Post-Brexit trading and sustainable finance

Another challenge is the UK-EU trading relationship, although Guernsey is already recognised as a third country by the EU. The chief executive of Guernsey Finance says that a ‘hard Brexit’ could be the outcome but is upbeat about how that affects the island.

‘How we have always placed ourselves is a supporter of the City of London, we are a key component of what they offer.

‘Not only will we continue to be able to offer that service to them, I think we will actually become more important because we can then become a conduit and help them sustain different markets as well,’ he says.

A move towards sustainable finance is another key part of the strategy to drive future success. But Rupert stresses that one cannot be complacent and there is a need to build real substance to provide reassurance to investors and the markets, such as the Guernsey Green Fund product that offers a green kitemark. Developing a similar kitemark for the insurance sector is an initiative already under way, he adds.

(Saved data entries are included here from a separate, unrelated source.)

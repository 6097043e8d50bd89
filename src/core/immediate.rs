//! Scheduler that runs work on the calling thread.
//!
//! Direct submissions run before `schedule` returns. Worker submissions go
//! through a [`SerialLane`], so a task that schedules onto its own worker
//! queues the nested task behind itself instead of recursing.

use std::fmt;
use std::sync::Arc;
use std::time::Duration;

use tracing::debug;

use super::disposable::{Disposable, TaskHandle};
use super::lane::SerialLane;
use super::scheduler::{Capabilities, Scheduler, Worker};
use super::task::{Runnable, TaskTracker};

/// Runs every task inline. Delayed and periodic work is not supported.
pub struct ImmediateScheduler {
    tasks: Arc<TaskTracker>,
}

impl ImmediateScheduler {
    /// Create a scheduler that is not disposed.
    #[must_use]
    pub fn new() -> Self {
        Self {
            tasks: TaskTracker::new(),
        }
    }
}

impl Default for ImmediateScheduler {
    fn default() -> Self {
        Self::new()
    }
}

impl Scheduler for ImmediateScheduler {
    fn capabilities(&self) -> Capabilities {
        Capabilities::IMMEDIATE
    }

    fn create_worker(&self) -> Box<dyn Worker> {
        Box::new(ImmediateWorker {
            tasks: self.tasks.child(),
            lane: SerialLane::new(),
        })
    }

    fn schedule(&self, task: Runnable) -> TaskHandle {
        let Some(cell) = self.tasks.register(task, false) else {
            return TaskHandle::DISPOSED;
        };
        cell.run();
        TaskHandle::from_cell(cell)
    }

    fn schedule_delayed(&self, _task: Runnable, _delay: Duration) -> TaskHandle {
        TaskHandle::NOT_TIMED
    }

    fn schedule_periodically(
        &self,
        _task: Runnable,
        _initial_delay: Duration,
        _period: Duration,
    ) -> TaskHandle {
        TaskHandle::NOT_TIMED
    }
}

impl Disposable for ImmediateScheduler {
    fn dispose(&self) {
        if self.tasks.dispose() {
            debug!("Immediate scheduler disposed");
        }
    }

    fn is_disposed(&self) -> bool {
        self.tasks.is_disposed()
    }
}

impl Drop for ImmediateScheduler {
    fn drop(&mut self) {
        self.dispose();
    }
}

impl fmt::Debug for ImmediateScheduler {
    fn fmt(&self, f: &mut fmt::Formatter<'_>) -> fmt::Result {
        f.debug_struct("ImmediateScheduler")
            .field("disposed", &self.is_disposed())
            .finish()
    }
}

struct ImmediateWorker {
    tasks: Arc<TaskTracker>,
    lane: SerialLane,
}

impl Worker for ImmediateWorker {
    fn schedule(&self, task: Runnable) -> TaskHandle {
        let Some(cell) = self.tasks.register(task, false) else {
            return TaskHandle::DISPOSED;
        };
        if self.lane.push(Arc::clone(&cell)) {
            self.lane.drain();
        }
        TaskHandle::from_cell(cell)
    }

    fn schedule_delayed(&self, _task: Runnable, _delay: Duration) -> TaskHandle {
        TaskHandle::NOT_TIMED
    }

    fn schedule_periodically(
        &self,
        _task: Runnable,
        _initial_delay: Duration,
        _period: Duration,
    ) -> TaskHandle {
        TaskHandle::NOT_TIMED
    }
}

impl Disposable for ImmediateWorker {
    fn dispose(&self) {
        self.tasks.dispose();
    }

    fn is_disposed(&self) -> bool {
        self.tasks.is_disposed()
    }
}

impl Drop for ImmediateWorker {
    fn drop(&mut self) {
        self.dispose();
    }
}
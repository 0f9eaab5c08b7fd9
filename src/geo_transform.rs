//! Affine geotransforms between pixel/line and georeferenced space.
//!
//! Coefficients follow GDAL ordering:
//!
//! ```text
//! geo_x = c[0] + c[1] * pixel + c[2] * line
//! geo_y = c[3] + c[4] * pixel + c[5] * line
//! ```

use crate::error::{QueryError, Result};

/// Integer raster indices of the cell holding a fractional pixel/line position.
#[derive(Debug, Clone, Copy, PartialEq, Eq, Hash)]
pub struct PixelCoordinate {
    pub pixel: isize,
    pub line: isize,
}

impl PixelCoordinate {
    pub fn new(pixel: isize, line: isize) -> Self {
        Self { pixel, line }
    }

    /// Whether the coordinate addresses a cell of a `width` x `height` raster.
    pub fn is_within(&self, width: usize, height: usize) -> bool {
        self.pixel >= 0
            && self.line >= 0
            && (self.pixel as usize) < width
            && (self.line as usize) < height
    }
}

/// Forward mapping, pixel/line to georeferenced coordinates.
#[derive(Debug, Clone, Copy, PartialEq)]
pub struct GeoTransform {
    pub coefficients: [f64; 6],
}

/// Inverse mapping, georeferenced coordinates to pixel/line.
#[derive(Debug, Clone, Copy, PartialEq)]
pub struct InverseGeoTransform {
    pub coefficients: [f64; 6],
}

impl From<gdal::GeoTransform> for GeoTransform {
    fn from(coefficients: gdal::GeoTransform) -> Self {
        Self { coefficients }
    }
}

impl GeoTransform {
    pub fn new(coefficients: [f64; 6]) -> Self {
        Self { coefficients }
    }

    /// Map a (fractional) pixel/line position to georeferenced coordinates.
    pub fn apply(&self, pixel: f64, line: f64) -> (f64, f64) {
        affine(&self.coefficients, pixel, line)
    }

    /// Closed-form inverse of the 2x2 linear part plus translation.
    ///
    /// Fails with [`QueryError::SingularGeoTransform`] when the determinant
    /// vanishes relative to the magnitude of the linear coefficients.
    pub fn invert(&self) -> Result<InverseGeoTransform> {
        let [a0, a1, a2, a3, a4, a5] = self.coefficients;
        let singular = || QueryError::SingularGeoTransform {
            coefficients: self.coefficients,
        };

        if self.coefficients.iter().any(|c| !c.is_finite()) {
            return Err(singular());
        }

        // North-up rasters: avoid the rounding of the general form
        if a2 == 0.0 && a4 == 0.0 {
            if a1 == 0.0 || a5 == 0.0 {
                return Err(singular());
            }
            return Ok(InverseGeoTransform {
                coefficients: [-a0 / a1, 1.0 / a1, 0.0, -a3 / a5, 0.0, 1.0 / a5],
            });
        }

        let det = a1 * a5 - a2 * a4;
        let magnitude = a1.abs().max(a2.abs()).max(a4.abs()).max(a5.abs());
        if det.abs() <= 1e-10 * magnitude * magnitude {
            return Err(singular());
        }

        let inv_det = 1.0 / det;
        Ok(InverseGeoTransform {
            coefficients: [
                (a2 * a3 - a0 * a5) * inv_det,
                a5 * inv_det,
                -a2 * inv_det,
                (-a1 * a3 + a0 * a4) * inv_det,
                -a4 * inv_det,
                a1 * inv_det,
            ],
        })
    }
}

impl InverseGeoTransform {
    /// Fractional pixel/line position of a georeferenced point.
    pub fn apply(&self, geo_x: f64, geo_y: f64) -> (f64, f64) {
        affine(&self.coefficients, geo_x, geo_y)
    }

    /// Integer pixel/line containing a georeferenced point.
    ///
    /// Both axes are floored toward negative infinity, so a point on a cell
    /// boundary belongs to the cell starting there and `-0.25` maps to `-1`.
    /// A position within a few ulps of a whole number, scaled by the size of
    /// the terms that produced it, counts as that boundary: the corner of
    /// a cell can compute as `-1e-13` or `138.99999999999997` and still maps to
    /// the cell it starts.
    pub fn to_pixel(&self, geo_x: f64, geo_y: f64) -> PixelCoordinate {
        let c = &self.coefficients;
        let (pixel, line) = self.apply(geo_x, geo_y);
        let pixel_terms = c[0].abs() + (c[1] * geo_x).abs() + (c[2] * geo_y).abs();
        let line_terms = c[3].abs() + (c[4] * geo_x).abs() + (c[5] * geo_y).abs();
        PixelCoordinate {
            pixel: floor_index(pixel, pixel_terms),
            line: floor_index(line, line_terms),
        }
    }
}

fn affine(c: &[f64; 6], x: f64, y: f64) -> (f64, f64) {
    (c[0] + c[1] * x + c[2] * y, c[3] + c[4] * x + c[5] * y)
}

// Rounding slack, in ulps of the summed magnitudes behind a position.
const SNAP_ULPS: f64 = 1024.0;

// NaN has no cell; map it far out of range instead of letting `as` yield 0.
fn floor_index(value: f64, terms: f64) -> isize {
    if value.is_nan() {
        return isize::MIN;
    }
    let nearest = value.round();
    let tolerance = SNAP_ULPS * f64::EPSILON * terms.max(1.0);
    if (value - nearest).abs() <= tolerance {
        nearest as isize
    } else {
        value.floor() as isize
    }
}
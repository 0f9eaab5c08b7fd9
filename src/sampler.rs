use crate::error::{QueryError, Result};
use crate::geo_transform::PixelCoordinate;
use crate::raster::RasterSource;

/// Band read when none is configured. Multi-band rasters are not inspected
/// beyond this band.
pub const DEFAULT_BAND: usize = 1;

/// Read a single sample from `band` (1-based) at `pixel`.
///
/// Complex rasters yield their real component.
pub fn sample<R: RasterSource + ?Sized>(
    raster: &R,
    band: usize,
    pixel: PixelCoordinate,
) -> Result<f64> {
    let band_count = raster.band_count();
    if band == 0 || band > band_count {
        return Err(QueryError::InvalidBand { band, band_count });
    }

    let (width, height) = raster.size();
    if !pixel.is_within(width, height) {
        return Err(QueryError::PixelOutOfRange {
            pixel,
            width,
            height,
        });
    }

    let value = raster.read_pixel(band, pixel)?;
    tracing::debug!(
        "Sampled band {} at pixel ({}, {}) of {:?}: {}",
        band,
        pixel.pixel,
        pixel.line,
        raster.path(),
        value
    );
    Ok(value)
}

‘We are doing it the right way, but we can’t get complacent about it because there are other jurisdictions who are snapping at our heels and have seen it is a valuable tool, a valuable resource, to have under your belt.’

Revive and Thrive

To enable him to take forward his plan, Rupert acknowledges that he is looking to the States to increase funding for the agency. Going to industry, he says, would be difficult in the current circumstances given the economic impact of the Covid-19 pandemic.

‘We have drawn up a strategy paper which pretty much revolves around what we have discussed here. It’s in discussions at the moment,’ continues Rupert.

Underlining his belief in the finance sector as a force for good, he concludes that it can play a key part in the States’ ‘Revive and Thrive’ recovery strategy from the pandemic. ‘I fully believe that we can absolutely do that because we have got the expertise. We have everything ready on the island. It’s just putting us in a position to go and really get that message out there.’